*** Data for this task Section Begins ***

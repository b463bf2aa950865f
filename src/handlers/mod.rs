// handlers/mod.rs - 3-tier handler layout
//
// Public (no auth) → Protected (authenticated, role-gated mutations) → Elevated (commander only)
pub mod elevated;
pub mod protected;
pub mod public;

use serde::Deserialize;
use uuid::Uuid;

use crate::error::{ApiError, RESOURCE_NOT_FOUND};

/// `/api/missions/:missionId/incidents/:incidentId/...`
#[derive(Debug, Deserialize)]
#[serde(rename_all = "camelCase")]
pub struct IncidentPath {
    pub mission_id: String,
    pub incident_id: String,
}

/// `.../reports/:reportId[/files/:fileId]`
#[derive(Debug, Deserialize)]
#[serde(rename_all = "camelCase")]
pub struct ReportPath {
    pub report_id: String,
    pub file_id: Option<String>,
}

impl ReportPath {
    pub fn report(&self) -> Result<Uuid, ApiError> {
        parse_id(&self.report_id)
    }

    pub fn file(&self) -> Result<Uuid, ApiError> {
        parse_id(self.file_id.as_deref().unwrap_or_default())
    }
}

/// Parse a path identifier. A malformed id is treated like a missing record.
pub(crate) fn parse_id(raw: &str) -> Result<Uuid, ApiError> {
    Uuid::parse_str(raw).map_err(|_| {
        tracing::debug!("Malformed id in path: {}", raw);
        ApiError::not_found(RESOURCE_NOT_FOUND)
    })
}

#[cfg(test)]
mod tests {
    use super::*;
    use axum::http::StatusCode;

    #[test]
    fn malformed_ids_are_not_found() {
        let err = parse_id("not-a-uuid").unwrap_err();
        assert_eq!(err.status_code(), StatusCode::NOT_FOUND);
        assert_eq!(err.message(), RESOURCE_NOT_FOUND);

        let id = Uuid::new_v4();
        assert_eq!(parse_id(&id.to_string()).unwrap(), id);
    }
}
// handlers/protected/incidents.rs - incident mutations (pilot or commander)

use axum::{
    extract::{Path, State},
    response::Json,
    Extension,
};
use serde_json::Value;

use crate::auth::Principal;
use crate::database::models::{Incident, IncidentInput};
use crate::error::ApiError;
use crate::handlers::parse_id;
use crate::middleware::{message, ApiJson, Bare};
use crate::services::IncidentService;
use crate::state::AppState;

/// POST /api/missions/:missionId/incidents - caller must own the mission or be a commander
pub async fn create(
    State(state): State<AppState>,
    Extension(principal): Extension<Principal>,
    Path(mission_id): Path<String>,
    ApiJson(input): ApiJson<IncidentInput>,
) -> Result<Bare<Incident>, ApiError> {
    let incident = IncidentService::new(&state.db)
        .create(&principal, parse_id(&mission_id)?, input)
        .await?;
    Ok(Bare::created(incident))
}

/// PUT /api/incidents/:id
pub async fn update(
    State(state): State<AppState>,
    Path(id): Path<String>,
    ApiJson(input): ApiJson<IncidentInput>,
) -> Result<Bare<Incident>, ApiError> {
    let incident = IncidentService::new(&state.db).update(parse_id(&id)?, input).await?;
    Ok(Bare::ok(incident))
}

/// DELETE /api/incidents/:id - also removes the incident's reports
pub async fn delete(State(state): State<AppState>, Path(id): Path<String>) -> Result<Json<Value>, ApiError> {
    IncidentService::new(&state.db).delete(parse_id(&id)?).await?;
    Ok(message("Incident deleted successfully"))
}
use thiserror::Error;

#[derive(Error, Debug)]
pub enum FilterError {
    /// The filter document is not a JSON object.
    #[error("Invalid filter: {0}")]
    InvalidWhereClause(String),

    /// An operator was given a value it cannot compare against.
    #[error("Invalid operator value: {0}")]
    InvalidOperatorData(String),
}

*** Data for this task Section Ends ***

- Task prompt
Scan the records above for the string "Extension", then copy each line where it turns up.

- Exercise solution
    Extension,
    Extension(principal): Extension<Principal>,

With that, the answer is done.